* [WHAT YOU WILL DO]: Take each line from the entries that holds "await" and copy it out.

* [RECORDS FOR THE TASK]:
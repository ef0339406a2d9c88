use aerobook_core::repository::SessionStore;
use aerobook_core::{CoreResult, WizardState};
use async_trait::async_trait;
use std::collections::HashMap;
use std::time::{Duration, Instant};
use tokio::sync::RwLock;

/// Process-local wizard storage. Sessions vanish on restart, which is fine
/// for a single instance; use the Redis store when running several.
pub struct MemorySessionStore {
    ttl: Duration,
    entries: RwLock<HashMap<String, (Instant, WizardState)>>,
}

impl MemorySessionStore {
    pub fn new(ttl: Duration) -> Self {
        Self {
            ttl,
            entries: RwLock::new(HashMap::new()),
        }
    }
}

#[async_trait]
impl SessionStore for MemorySessionStore {
    async fn load(&self, session_id: &str) -> CoreResult<Option<WizardState>> {
        let entries = self.entries.read().await;
        Ok(entries
            .get(session_id)
            .filter(|(expires_at, _)| *expires_at > Instant::now())
            .map(|(_, state)| state.clone()))
    }

    async fn save(&self, session_id: &str, state: &WizardState) -> CoreResult<()> {
        let now = Instant::now();
        let mut entries = self.entries.write().await;
        entries.retain(|_, (expires_at, _)| *expires_at > now);
        entries.insert(session_id.to_string(), (now + self.ttl, state.clone()));
        Ok(())
    }

    async fn clear(&self, session_id: &str) -> CoreResult<()> {
        self.entries.write().await.remove(session_id);
        Ok(())
    }
}

#[cfg(test)]
mod tests {
    use super::*;
    use aerobook_core::{FareClass, SearchCriteria};
    use chrono::NaiveDate;

    fn state() -> WizardState {
        WizardState::start(SearchCriteria {
            city_from: "Cairo".into(),
            city_to: "Nairobi".into(),
            depart_date: NaiveDate::from_ymd_opt(2025, 9, 1).unwrap(),
            return_date: None,
            fclass: FareClass::Economy,
            passenger_count: 1,
        })
    }

    #[tokio::test]
    async fn test_save_load_clear() {
        let store = MemorySessionStore::new(Duration::from_secs(60));
        assert!(store.load("sid").await.unwrap().is_none());

        store.save("sid", &state()).await.unwrap();
        assert_eq!(store.load("sid").await.unwrap(), Some(state()));
        assert!(store.load("other").await.unwrap().is_none());

        store.clear("sid").await.unwrap();
        assert!(store.load("sid").await.unwrap().is_none());
    }

    #[tokio::test]
    async fn test_expired_sessions_are_invisible() {
        let store = MemorySessionStore::new(Duration::ZERO);
        store.save("sid", &state()).await.unwrap();
        assert!(store.load("sid").await.unwrap().is_none());
    }
}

* [RESPONSE TO THIS EXERCISE]:
        let entries = self.entries.read().await;
        let mut entries = self.entries.write().await;
        self.entries.write().await.remove(session_id);
        assert!(store.load("sid").await.unwrap().is_none());
        store.save("sid", &state()).await.unwrap();
        assert_eq!(store.load("sid").await.unwrap(), Some(state()));
        assert!(store.load("other").await.unwrap().is_none());
        store.clear("sid").await.unwrap();
        assert!(store.load("sid").await.unwrap().is_none());
        store.save("sid", &state()).await.unwrap();
        assert!(store.load("sid").await.unwrap().is_none());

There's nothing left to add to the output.